#### [Brief]
Would you set down every entry shown below, precisely as written?

#### [Data for review]
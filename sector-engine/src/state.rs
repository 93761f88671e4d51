use std::collections::BTreeMap;

use serde::{Deserialize, Serialize};

use crate::api::SectorId;
use crate::metadata::{SealedSectorMetadata, StagedSectorMetadata};

#[derive(Clone, Default, Serialize, Deserialize, Debug, PartialEq)]
pub struct StagedState {
    pub sector_id_nonce: SectorId,
    pub sectors: BTreeMap<SectorId, StagedSectorMetadata>,
}

impl StagedState {
    pub fn num_accepting_pieces(&self) -> usize {
        self.sectors
            .values()
            .filter(|s| s.seal_status.is_accepting_pieces())
            .count()
    }
}

#[derive(Clone, Default, Serialize, Deserialize, Debug, PartialEq)]
pub struct SealedState {
    pub sectors: BTreeMap<SectorId, SealedSectorMetadata>,
}

#[derive(Serialize, Deserialize, Debug, Default)]
pub struct EngineState {
    pub staged: StagedState,
    pub sealed: SealedState,
}

#[derive(Serialize, Deserialize, Debug, PartialEq)]
pub struct StateSnapshot {
    pub staged: StagedState,
    pub sealed: SealedState,
}

impl From<StateSnapshot> for EngineState {
    fn from(snapshot: StateSnapshot) -> Self {
        EngineState {
            staged: snapshot.staged,
            sealed: snapshot.sealed,
        }
    }
}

#### [Response to this exercise]
filename sector-engine/src/state.rs
repository 93761f88671e4d51
use std::collections::BTreeMap;

use serde::{Deserialize, Serialize};

use crate::api::SectorId;
use crate::metadata::{SealedSectorMetadata, StagedSectorMetadata};

#[derive(Clone, Default, Serialize, Deserialize, Debug, PartialEq)]
pub struct StagedState {
    pub sector_id_nonce: SectorId,
    pub sectors: BTreeMap<SectorId, StagedSectorMetadata>,
}

impl StagedState {
    pub fn num_accepting_pieces(&self) -> usize {
        self.sectors
            .values()
            .filter(|s| s.seal_status.is_accepting_pieces())
            .count()
    }
}

#[derive(Clone, Default, Serialize, Deserialize, Debug, PartialEq)]
pub struct SealedState {
    pub sectors: BTreeMap<SectorId, SealedSectorMetadata>,
}

#[derive(Serialize, Deserialize, Debug, Default)]
pub struct EngineState {
    pub staged: StagedState,
    pub sealed: SealedState,
}

#[derive(Serialize, Deserialize, Debug, PartialEq)]
pub struct StateSnapshot {
    pub staged: StagedState,
    pub sealed: SealedState,
}

impl From<StateSnapshot> for EngineState {
    fn from(snapshot: StateSnapshot) -> Self {
        EngineState {
            staged: snapshot.staged,
            sealed: snapshot.sealed,
        }
    }
}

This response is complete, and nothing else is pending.